Case Presentation: A 78-year-old female with controlled type 2 DM (A1C 7%, diet control), hypertension and left-eye glaucoma with resultant vision loss was initially admitted for atypical chest pain. She reported unintentional weight loss of 30 pounds in three months and progressive blurry vision of her right eye for 4 months, which had been evaluated extensively by her ophthalmologist. Workup at that time was only significant for the known right-sided small meningioma of 1cm on brain MRI, which was done 2 months prior to hospitalization. Acute coronary syndrome was ruled out, but the patient was found to have persistent hyponatremia with serum sodium level ranging 122-124, consistent with SIADH. On hospitalization day 3, the patient had acutely deteriorated vision in the right eye with associated right-sided headache. She also developed proptosis of the right eye. Head CT showed compression of the right optic nerve at the orbital apex concerning for a soft tissue mass and was initially thought to be a CNS tumor. A biopsy was taken and confirmed the diagnosis of Mucor. Aggressive surgical debridement of involved tissues in any form of mucormycosis is in general recommended, yet due to the location and nature of the mass, excision was not possible in this case. The patient was started on daily liposomal Amphotericin B infusion. She had profound hypokalemia during her treatment, requiring a total of 150mEq of potassium repletion every day. Her hyponatremia improved and her renal function remained stable during hospitalization. Her headaches resolved yet she did not regain vision in the right eye.

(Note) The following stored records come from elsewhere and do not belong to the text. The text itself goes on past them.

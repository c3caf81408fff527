//! Core data type definitions
//!
//! All entities are owned by the IAM backend; the console only holds cached copies.
//! Relation arrays (`Group::users`, `Role::permissions`, ...) may contain reference
//! stubs that carry nothing but an id, which is why every non-id field has a default.

use chrono::{DateTime, Utc};
use serde::{Deserialize, Serialize};

/// Server-assigned, immutable entity identifier
pub type EntityId = u64;

/// The verb being authorized against a module
#[derive(Debug, Clone, Copy, Hash, PartialEq, Eq, Serialize, Deserialize)]
#[serde(rename_all = "lowercase")]
pub enum Action {
    Create,
    Read,
    Update,
    Delete,
}

impl Action {
    pub const ALL: [Action; 4] = [Action::Create, Action::Read, Action::Update, Action::Delete];

    pub fn as_str(&self) -> &'static str {
        match self {
            Action::Create => "create",
            Action::Read => "read",
            Action::Update => "update",
            Action::Delete => "delete",
        }
    }
}

impl std::fmt::Display for Action {
    fn fmt(&self, f: &mut std::fmt::Formatter<'_>) -> std::fmt::Result {
        f.write_str(self.as_str())
    }
}

impl std::str::FromStr for Action {
    type Err = String;

    fn from_str(s: &str) -> Result<Self, Self::Err> {
        match s {
            "create" => Ok(Action::Create),
            "read" => Ok(Action::Read),
            "update" => Ok(Action::Update),
            "delete" => Ok(Action::Delete),
            _ => Err(format!("Unknown action: {} (expected create, read, update or delete)", s)),
        }
    }
}

/// Account managed through the console
#[derive(Debug, Clone, PartialEq, Serialize, Deserialize)]
pub struct User {
    pub id: EntityId,
    #[serde(default)]
    pub username: String,
    #[serde(default)]
    pub email: String,
    #[serde(default)]
    pub first_name: String,
    #[serde(default)]
    pub last_name: String,
    #[serde(default, skip_serializing_if = "Option::is_none")]
    pub created_at: Option<DateTime<Utc>>,
    #[serde(default, skip_serializing_if = "Option::is_none")]
    pub updated_at: Option<DateTime<Utc>>,
    /// Session credential, only present on the logged-in principal
    #[serde(default, skip_serializing_if = "Option::is_none")]
    pub token: Option<String>,
}

impl User {
    /// Id-only reference used when patching relation arrays
    pub fn reference(id: EntityId) -> Self {
        Self {
            id,
            username: String::new(),
            email: String::new(),
            first_name: String::new(),
            last_name: String::new(),
            created_at: None,
            updated_at: None,
            token: None,
        }
    }

    /// Picker label: username, else full name, else email
    pub fn display_name(&self) -> String {
        if !self.username.is_empty() {
            return self.username.clone();
        }
        let full_name = format!("{} {}", self.first_name, self.last_name);
        let full_name = full_name.trim();
        if !full_name.is_empty() {
            return full_name.to_string();
        }
        self.email.clone()
    }
}

#[derive(Debug, Clone, Serialize, Deserialize)]
pub struct UserDraft {
    pub username: String,
    pub email: String,
    pub password: String,
    pub first_name: String,
    pub last_name: String,
}

#[derive(Debug, Clone, Serialize, Deserialize)]
pub struct Credentials {
    pub username: String,
    pub password: String,
}

/// A named resource category subject to access control
#[derive(Debug, Clone, PartialEq, Serialize, Deserialize)]
pub struct Module {
    pub id: EntityId,
    #[serde(default)]
    pub name: String,
    #[serde(default, skip_serializing_if = "Option::is_none")]
    pub created_at: Option<DateTime<Utc>>,
    #[serde(default, skip_serializing_if = "Option::is_none")]
    pub updated_at: Option<DateTime<Utc>>,
}

#[derive(Debug, Clone, Serialize, Deserialize)]
pub struct ModuleDraft {
    pub name: String,
}

/// The (module, action) pair as a first-class entity
#[derive(Debug, Clone, PartialEq, Serialize, Deserialize)]
pub struct Permission {
    pub id: EntityId,
    #[serde(default = "default_action")]
    pub action: Action,
    #[serde(default)]
    pub module_id: EntityId,
    /// Expanded module, when the backend joins it
    #[serde(default, skip_serializing_if = "Option::is_none")]
    pub module: Option<Module>,
    #[serde(default, skip_serializing_if = "Option::is_none")]
    pub created_at: Option<DateTime<Utc>>,
    #[serde(default, skip_serializing_if = "Option::is_none")]
    pub updated_at: Option<DateTime<Utc>>,
}

fn default_action() -> Action {
    Action::Read
}

impl Permission {
    pub fn reference(id: EntityId) -> Self {
        Self {
            id,
            action: default_action(),
            module_id: 0,
            module: None,
            created_at: None,
            updated_at: None,
        }
    }

    /// Module name if the backend expanded it
    pub fn module_name(&self) -> Option<&str> {
        self.module.as_ref().map(|m| m.name.as_str())
    }
}

#[derive(Debug, Clone, Serialize, Deserialize)]
pub struct PermissionDraft {
    pub action: Action,
    pub module_id: EntityId,
}

/// A named bundle of permissions
#[derive(Debug, Clone, PartialEq, Serialize, Deserialize)]
pub struct Role {
    pub id: EntityId,
    #[serde(default)]
    pub name: String,
    #[serde(default)]
    pub permissions: Vec<Permission>,
    /// Read-only projection of the groups holding this role
    #[serde(default, skip_serializing_if = "Vec::is_empty")]
    pub groups: Vec<Group>,
    #[serde(default, skip_serializing_if = "Option::is_none")]
    pub created_at: Option<DateTime<Utc>>,
    #[serde(default, skip_serializing_if = "Option::is_none")]
    pub updated_at: Option<DateTime<Utc>>,
}

impl Role {
    pub fn reference(id: EntityId) -> Self {
        Self {
            id,
            name: String::new(),
            permissions: Vec::new(),
            groups: Vec::new(),
            created_at: None,
            updated_at: None,
        }
    }
}

#[derive(Debug, Clone, Serialize, Deserialize)]
pub struct RoleDraft {
    pub name: String,
}

/// A named bundle of users and roles
#[derive(Debug, Clone, PartialEq, Serialize, Deserialize)]
pub struct Group {
    pub id: EntityId,
    #[serde(default)]
    pub name: String,
    #[serde(default)]
    pub users: Vec<User>,
    #[serde(default)]
    pub roles: Vec<Role>,
    #[serde(default, skip_serializing_if = "Option::is_none")]
    pub created_at: Option<DateTime<Utc>>,
    #[serde(default, skip_serializing_if = "Option::is_none")]
    pub updated_at: Option<DateTime<Utc>>,
}

impl Group {
    pub fn reference(id: EntityId) -> Self {
        Self {
            id,
            name: String::new(),
            users: Vec::new(),
            roles: Vec::new(),
            created_at: None,
            updated_at: None,
        }
    }
}

#[derive(Debug, Clone, Serialize, Deserialize)]
pub struct GroupDraft {
    pub name: String,
}

/// One entry of the principal's flattened permission list
///
/// Both fields are plain strings: the gate compares them byte-for-byte.
#[derive(Debug, Clone, Hash, PartialEq, Eq, Serialize, Deserialize)]
pub struct PrincipalPermission {
    pub module: String,
    pub action: String,
}

impl PrincipalPermission {
    pub fn new(module: impl Into<String>, action: impl Into<String>) -> Self {
        Self {
            module: module.into(),
            action: action.into(),
        }
    }
}

/// Persisted login state: the principal plus its bearer credential
#[derive(Debug, Clone, PartialEq, Serialize, Deserialize)]
pub struct Session {
    pub user: User,
    #[serde(default, skip_serializing_if = "Option::is_none")]
    pub token: Option<String>,
}

impl Session {
    /// Bearer credential, preferring the top-level token over the one embedded in the user
    pub fn bearer_token(&self) -> Option<&str> {
        self.token
            .as_deref()
            .or(self.user.token.as_deref())
            .filter(|t| !t.is_empty())
    }
}

#[derive(Debug, Clone, Serialize, Deserialize)]
pub struct SimulationRequest {
    pub module_id: EntityId,
    pub action: Action,
}

/// Backend verdict for a simulated action
#[derive(Debug, Clone, PartialEq, Eq, Serialize, Deserialize)]
pub struct SimulationVerdict {
    pub allowed: bool,
    pub message: String,
}

#[cfg(test)]
mod tests {
    use super::*;

    #[test]
    fn action_round_trips_through_text() {
        for action in Action::ALL {
            assert_eq!(action.as_str().parse::<Action>(), Ok(action));
        }
        assert!("Delete".parse::<Action>().is_err());
    }

    #[test]
    fn group_reference_stubs_deserialize() {
        let group: Group = serde_json::from_str(r#"{"id":7,"name":"Ops","users":[{"id":3}]}"#)
            .expect("group parses");
        assert_eq!(group.users, vec![User::reference(3)]);
        assert!(group.roles.is_empty());
    }

    #[test]
    fn display_name_falls_back_to_name_then_email() {
        let mut user = User::reference(1);
        user.email = "ada@example.com".to_string();
        assert_eq!(user.display_name(), "ada@example.com");

        user.first_name = "Ada".to_string();
        user.last_name = "Lovelace".to_string();
        assert_eq!(user.display_name(), "Ada Lovelace");

        user.username = "ada".to_string();
        assert_eq!(user.display_name(), "ada");
    }

    #[test]
    fn session_token_prefers_top_level() {
        let mut user = User::reference(1);
        user.token = Some("embedded".to_string());
        let session = Session {
            user: user.clone(),
            token: Some("outer".to_string()),
        };
        assert_eq!(session.bearer_token(), Some("outer"));

        let session = Session { user, token: None };
        assert_eq!(session.bearer_token(), Some("embedded"));
    }
}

Discussion: Mucormycosis is an opportunistic fungal infection seen in immunocompromised patients, uncontrolled diabetes is a common predisposing condition (particularly in patients with DKA). The infection is caused by fungi of the order Mucorales (1). Hyperglycemia predisposes to mucormycosis infection by disrupting neutrophilic phagocytosis (2). Because of the significant morbidity and mortality associated, prompt diagnosis and treatment are paramount. Our patient has the diagnosis of Rhino-orbital-cerebral mucormycosis which is the most common and aggressive form, yet she has had no local pain until after 4 months of progressive loss of vision, which is atypical (3) The prognosis of mucormycosis is generally poor. In one of the only major reviews of survival in mucormycosis infections, the survival rate was 60% overall.1 Diabetics without ketoacidosis had an improved prognosis with a survival rate of 76%.1 There’s no data concluding the chance of recovery of vision in patients with Rhino-orbital-cerebral mucormycosis after treatment. One aspect of our case presentation that has not been explicitly reported in the literature to our knowledge is an association between mucormycosis and profound hyponatremia. A direction for further research could entail if profound hyponatremia can be a useful prognostic indicator for mucormycosis.
Conclusions: In our case, it is still unclear why our patient has Mucor infection. Interestingly, she did later endorse a history of gardening, mixing her own soils and fertilizer. Since the fungal spores are found on decaying vegetation, mold and in the soil, mixing her soil potentially increased her risk of infection despite the fact that she did not have other host predisposing conditions except her well-controlled type 2 DM. Clinicians should consider mucormycosis as one of the differential diagnoses in any diabetic patient who presents with unexplained progressive visual loss.